The ongoing trade tensions and what it means for us
THE US imposed tariffs on US$16 billion of Chinese imports last week.
Although retaliations followed this move, China emphasised the need for negotiations to avoid more tariffs.
US Fed and the European Central Bank (ECB) minutes revealed concerns about protectionism.
Mexico and the US are reportedly close to agreeing to a North America Free Trade Agreement (NAFTA) deal.
The UK published ‘no-deal’ effect papers on the Brexit agreement.
US tariffs on Chinese imports went into effect last week, with more in sight.
As expected, the US imposed a 25 per cent tariff on US$16 billion of imports from China, following the first batch of tariffs on US$34 billion of Chinese imports on July 6, 2018.
China retaliated immediately by imposing a 25 per cent tariff on US$16 billion of US imports.
US trade representative is holding a public consultation period regarding President Donald Trump’s tariffs on an additional US$200 billion of imports from China.
While many US firms have registered complaints, tariffs on US$200 billion could take effect in late September.
In that case, China has already announced a retaliation of five to 25 per cent tariffs on another US$60 billion of US imports.
A renewed attempt at trade negotiations this week yielded little progress.
New talks started between the two sides last week, although it was a low-level talk (led by China’s Vice Commerce Minister Wang Shouwen and the US Under Secretary of the Treasury for International Affairs David Malpass) compared with the previous rounds of talks during May to June.
This suggests that China is willing to explore some workable solution to prevent or what we reckon, at most delaying the implementation of the US$200 billion of tariffs.
However, the talks concluded on Thursday with little progress.
We believe that China will continue to emphasise negotiations as a way to resolve the current trade dispute.
But even if talks resume, they could easily stretch beyond November, with US tariffs on US$200 billion of Chinese imports being introduced before a resolution has been reached.
Amid weaker global trade expectations, Fed and ECB minutes showed some concerns with the current trade tensions.
The latest world trade volumes data for the second quarter of 2018 (2Q18) showed only a small effect of the protectionist policies discussed and implemented since the beginning of the year.

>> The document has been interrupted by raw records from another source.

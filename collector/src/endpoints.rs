use axum::extract::rejection::BytesRejection;
use axum::extract::State;
use axum::http::StatusCode;
use axum::Json;
use bytes::Bytes;
use tracing::{error, instrument};

use crate::api::{BuildInfo, CollectorError};
use crate::extractors::RemoteIp;
use crate::router;

fn read_body(body: Result<Bytes, BytesRejection>) -> Result<Bytes, CollectorError> {
    body.map_err(|err| {
        error!("read body failed: {}", err);
        CollectorError::System(err.body_text())
    })
}

#[instrument(skip_all, fields(remote_ip, body_size))]
pub async fn store(
    State(state): State<router::State>,
    RemoteIp(remote_ip): RemoteIp,
    body: Result<Bytes, BytesRejection>,
) -> Result<StatusCode, CollectorError> {
    tracing::Span::current().record("remote_ip", remote_ip.as_str());
    let body = read_body(body)?;
    tracing::Span::current().record("body_size", body.len());

    state.service.store_item(&remote_ip, &body).await?;
    Ok(StatusCode::OK)
}

#[instrument(skip_all, fields(remote_ip, body_size))]
pub async fn store_list(
    State(state): State<router::State>,
    RemoteIp(remote_ip): RemoteIp,
    body: Result<Bytes, BytesRejection>,
) -> Result<StatusCode, CollectorError> {
    tracing::Span::current().record("remote_ip", remote_ip.as_str());
    let body = read_body(body)?;
    tracing::Span::current().record("body_size", body.len());

    state.service.store_list(&remote_ip, &body).await?;
    Ok(StatusCode::OK)
}

pub async fn ping(State(state): State<router::State>) -> Result<StatusCode, CollectorError> {
    state.service.ping().await?;
    Ok(StatusCode::OK)
}

pub async fn info(State(state): State<router::State>) -> Json<BuildInfo> {
    Json(state.info.as_ref().clone())
}
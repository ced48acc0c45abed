//! Splunk HTTP Event Collector compatibility.
//!
//! HEC clients post several envelopes back to back with no separator:
//! `{"event":{"line":{...}}}{"event":{"line":{...}}}`. Objects are split on the
//! `}{` marker, which is a heuristic: a string value containing `}{` cuts its
//! object in two and both halves are then rejected as malformed envelopes.
//!
//! An envelope without `event.line`, such as `{"event":{}}`, counts as
//! malformed too: it is skipped and the request still answers 200.
use axum::extract::rejection::BytesRejection;
use axum::extract::State;
use axum::http::StatusCode;
use bytes::Bytes;
use serde::Deserialize;
use serde_json::value::RawValue;
use tracing::{error, instrument};

use crate::api::CollectorError;
use crate::extractors::RemoteIp;
use crate::prometheus::report_dropped_entries;
use crate::router;
use crate::service::EntryService;

#[derive(Deserialize)]
pub struct Message {
    pub event: Event,
}

#[derive(Deserialize)]
pub struct Event {
    pub line: Box<RawValue>,
}

/// Iterator over the objects of a concatenated JSON stream.
pub struct ObjectSplitter<'a> {
    rest: &'a [u8],
}

pub fn split_objects(data: &[u8]) -> ObjectSplitter<'_> {
    ObjectSplitter { rest: data }
}

impl<'a> Iterator for ObjectSplitter<'a> {
    type Item = &'a [u8];

    fn next(&mut self) -> Option<&'a [u8]> {
        if self.rest.is_empty() {
            return None;
        }
        match self.rest.windows(2).position(|pair| pair == b"}{") {
            Some(idx) => {
                let (object, rest) = self.rest.split_at(idx + 1);
                self.rest = rest;
                Some(object)
            }
            None => Some(std::mem::take(&mut self.rest)),
        }
    }
}

/// Store the `line` of every envelope in `data`. Malformed envelopes are
/// skipped, a failure to store stops at that envelope. Returns how many lines
/// were stored.
pub async fn handle_events(
    service: &EntryService,
    remote_ip: &str,
    data: &[u8],
) -> Result<usize, CollectorError> {
    let mut stored = 0;
    for object in split_objects(data) {
        let message: Message = match serde_json::from_slice(object) {
            Ok(message) => message,
            Err(err) => {
                error!("unmarshal splunk envelope failed: {}", err);
                report_dropped_entries("invalid_hec_envelope", 1);
                continue;
            }
        };
        service
            .store_item(remote_ip, message.event.line.get().as_bytes())
            .await?;
        stored += 1;
    }
    Ok(stored)
}

#[instrument(skip_all, fields(remote_ip, body_size))]
pub async fn event(
    State(state): State<router::State>,
    RemoteIp(remote_ip): RemoteIp,
    body: Result<Bytes, BytesRejection>,
) -> Result<StatusCode, (StatusCode, &'static str)> {
    tracing::Span::current().record("remote_ip", remote_ip.as_str());
    let body = body.map_err(|err| {
        error!("read data failed: {}", err);
        (StatusCode::INTERNAL_SERVER_ERROR, "read data failed")
    })?;
    tracing::Span::current().record("body_size", body.len());

    handle_events(&state.service, &remote_ip, &body)
        .await
        .map_err(|err| {
            error!("handle splunk events failed: {}", err);
            (StatusCode::INTERNAL_SERVER_ERROR, "handle message failed")
        })?;

    Ok(StatusCode::OK)
}
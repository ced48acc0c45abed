use std::net::SocketAddr;
use std::num::NonZeroUsize;
use std::str::FromStr;
use std::time;

use envconfig::Envconfig;
use tracing::Level;

use crate::retry::RetryPolicy;

#[derive(Envconfig, Clone)]
pub struct Config {
    #[envconfig(default = "false")]
    pub print_sink: bool,
    #[envconfig(default = "127.0.0.1:3000")]
    pub address: SocketAddr,
    #[envconfig(default = "true")]
    pub export_prometheus: bool,

    #[envconfig(nested = true)]
    pub clickhouse: ClickHouseConfig,

    #[envconfig(default = "1000")]
    pub writer_capacity: NonZeroUsize,
    #[envconfig(from = "WRITER_PERIOD_MS", default = "1000")]
    pub writer_period: EnvMsDuration,

    #[envconfig(from = "REQUEST_TIMEOUT_MS", default = "60000")]
    pub request_timeout: EnvMsDuration,

    #[envconfig(nested = true)]
    pub retry_policy: RetryPolicyConfig,

    // Header set by a trusted proxy, e.g. X-Real-IP.
    pub ip_header: Option<String>,

    #[envconfig(default = "false")]
    pub auth_enabled: bool,
    #[envconfig(default = "")]
    pub auth_tokens: String,

    #[envconfig(default = "collector")]
    pub service_name: String,

    pub otel_url: Option<String>,
    #[envconfig(default = "1.0")]
    pub otel_sampling_rate: f64,
    #[envconfig(default = "info")]
    pub log_level: Level,
}

#[derive(Envconfig, Clone)]
pub struct ClickHouseConfig {
    #[envconfig(default = "http://localhost:8123")]
    pub clickhouse_url: String,
    #[envconfig(default = "default")]
    pub clickhouse_database: String,
    #[envconfig(default = "default")]
    pub clickhouse_user: String,
    #[envconfig(default = "")]
    pub clickhouse_password: String,
    #[envconfig(default = "internal_logs_buffer")]
    pub clickhouse_table: String,
}

#[derive(Envconfig, Clone)]
pub struct RetryPolicyConfig {
    #[envconfig(from = "STORAGE_MAX_RETRIES", default = "10")]
    pub max_retries: u32,
    #[envconfig(from = "STORAGE_RETRY_BACKOFF_COEFFICIENT", default = "2")]
    pub backoff_coefficient: u32,
    #[envconfig(from = "STORAGE_RETRY_INITIAL_INTERVAL_MS", default = "100")]
    pub initial_interval: EnvMsDuration,
    #[envconfig(from = "STORAGE_RETRY_MAXIMUM_INTERVAL_MS", default = "5000")]
    pub maximum_interval: EnvMsDuration,
}

impl RetryPolicyConfig {
    pub fn policy(&self) -> RetryPolicy {
        RetryPolicy::build(self.backoff_coefficient, self.initial_interval.0)
            .maximum_interval(self.maximum_interval.0)
            .max_retries(self.max_retries)
            .provide()
    }
}

#[derive(Debug, Clone, Copy)]
pub struct EnvMsDuration(pub time::Duration);

#[derive(Debug, PartialEq, Eq)]
pub struct ParseEnvMsDurationError;

impl FromStr for EnvMsDuration {
    type Err = ParseEnvMsDurationError;

    fn from_str(s: &str) -> Result<Self, Self::Err> {
        let ms = s.parse::<u64>().map_err(|_| ParseEnvMsDurationError)?;

        Ok(EnvMsDuration(time::Duration::from_millis(ms)))
    }
}
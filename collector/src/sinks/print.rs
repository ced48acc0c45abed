use async_trait::async_trait;

use crate::entry::Entry;
use crate::sinks::{Storage, StorageError};

/// Logs entries instead of storing them, for local runs without ClickHouse.
pub struct PrintStorage {}

#[async_trait]
impl Storage for PrintStorage {
    async fn ping(&self) -> Result<(), StorageError> {
        Ok(())
    }

    async fn insert_entries(&self, entries: &[Entry]) -> Result<(), StorageError> {
        let span = tracing::span!(tracing::Level::INFO, "batch of entries");
        let _enter = span.enter();

        for entry in entries {
            tracing::info!("entry: {:?}", entry);
        }

        Ok(())
    }
}
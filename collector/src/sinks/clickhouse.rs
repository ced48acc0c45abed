use async_trait::async_trait;
use clickhouse::{Client, Row};
use serde::Serialize;
use time::{Date, OffsetDateTime};
use tracing::{debug, info};

use crate::config::ClickHouseConfig;
use crate::entry::Entry;
use crate::retry::RetryPolicy;
use crate::sinks::{Storage, StorageError};

/// One row of the logs table:
///
/// ```sql
/// CREATE TABLE internal_logs_buffer (
///     time DateTime, date Date, nsec Int64,
///     namespace String, source String, host String, level String,
///     trace_id String, message String, params String,
///     params_string Nested(keys String, values String),
///     params_float Nested(keys String, values Float64),
///     build_commit String, config_hash String, remote_ip String,
///     row_id UInt64
/// ) ...
/// ```
#[derive(Row, Serialize)]
struct LogRow<'a> {
    #[serde(with = "clickhouse::serde::time::datetime")]
    time: OffsetDateTime,
    #[serde(with = "clickhouse::serde::time::date")]
    date: Date,
    nsec: i64,
    namespace: &'a str,
    source: &'a str,
    host: &'a str,
    level: &'a str,
    trace_id: &'a str,
    message: &'a str,
    params: &'a str,
    #[serde(rename = "params_string.keys")]
    string_keys: &'a [String],
    #[serde(rename = "params_string.values")]
    string_values: &'a [String],
    #[serde(rename = "params_float.keys")]
    float_keys: &'a [String],
    #[serde(rename = "params_float.values")]
    float_values: &'a [f64],
    build_commit: &'a str,
    config_hash: &'a str,
    remote_ip: &'a str,
    row_id: u64,
}

// DateTime is stored as unsigned 32-bit seconds, 2106-02-07 06:28:15 UTC is the last one.
// Every Date up to that day also fits in the unsigned 16-bit day count.
fn latest_datetime() -> OffsetDateTime {
    OffsetDateTime::from_unix_timestamp(i64::from(u32::MAX))
        .unwrap_or(OffsetDateTime::UNIX_EPOCH)
}

impl<'a> LogRow<'a> {
    fn new(entry: &'a Entry) -> Self {
        let time = entry
            .time
            .clamp(OffsetDateTime::UNIX_EPOCH, latest_datetime());
        let nsec = i64::try_from(entry.time.unix_timestamp_nanos()).unwrap_or_default();

        LogRow {
            time,
            date: time.date(),
            nsec,
            namespace: &entry.namespace,
            source: &entry.source,
            host: &entry.host,
            level: &entry.level,
            trace_id: &entry.trace_id,
            message: &entry.message,
            params: &entry.params,
            string_keys: &entry.string_keys,
            string_values: &entry.string_values,
            float_keys: &entry.float_keys,
            float_values: &entry.float_values,
            build_commit: &entry.build_commit,
            config_hash: &entry.config_hash,
            remote_ip: &entry.remote_ip,
            row_id: rand::random(),
        }
    }
}

pub struct ClickHouseStorage {
    client: Client,
    table: String,
    retry_policy: RetryPolicy,
}

impl ClickHouseStorage {
    pub fn new(config: &ClickHouseConfig, retry_policy: RetryPolicy) -> Self {
        info!(
            "writing entries to ClickHouse at {}, table {}",
            config.clickhouse_url, config.clickhouse_table
        );
        let client = Client::default()
            .with_url(config.clickhouse_url.clone())
            .with_database(config.clickhouse_database.clone())
            .with_user(config.clickhouse_user.clone())
            .with_password(config.clickhouse_password.clone());

        ClickHouseStorage {
            client,
            table: config.clickhouse_table.clone(),
            retry_policy,
        }
    }

    // All rows go through a single INSERT. Dropping `insert` before `end`
    // aborts it, so a failed write leaves nothing behind.
    async fn try_insert(&self, entries: &[Entry]) -> Result<(), clickhouse::error::Error> {
        let mut insert = self.client.insert(&self.table)?;
        for entry in entries {
            insert.write(&LogRow::new(entry)).await?;
        }
        insert.end().await
    }
}

#[async_trait]
impl Storage for ClickHouseStorage {
    async fn ping(&self) -> Result<(), StorageError> {
        self.retry_policy
            .run("ping", || self.client.query("SELECT 1").execute())
            .await
            .map_err(|err| StorageError::Connection(err.to_string()))
    }

    async fn insert_entries(&self, entries: &[Entry]) -> Result<(), StorageError> {
        self.retry_policy
            .run("insert", || self.try_insert(entries))
            .await
            .map_err(|err| StorageError::Insert(err.to_string()))?;

        debug!(rows = entries.len(), "inserted entries into {}", self.table);
        Ok(())
    }
}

But this was a backwardlooking indicator and frontloading of trade, to avoid tariffs, could support volumes in short run.
Recent minutes of the July Federal Open Market Committee (FOMC) meeting mentioned that the latest staff economic outlook which showed that trade policies could have a significant adverse effect on US growth.
Trade tensions were also recognised as a notable driver of recent market moves in emerging market economies and currencies.
With this regard, Malaysia may face external pressure amid the ongoing trade tension as both countries represent a large bloc of Malaysia trading partner.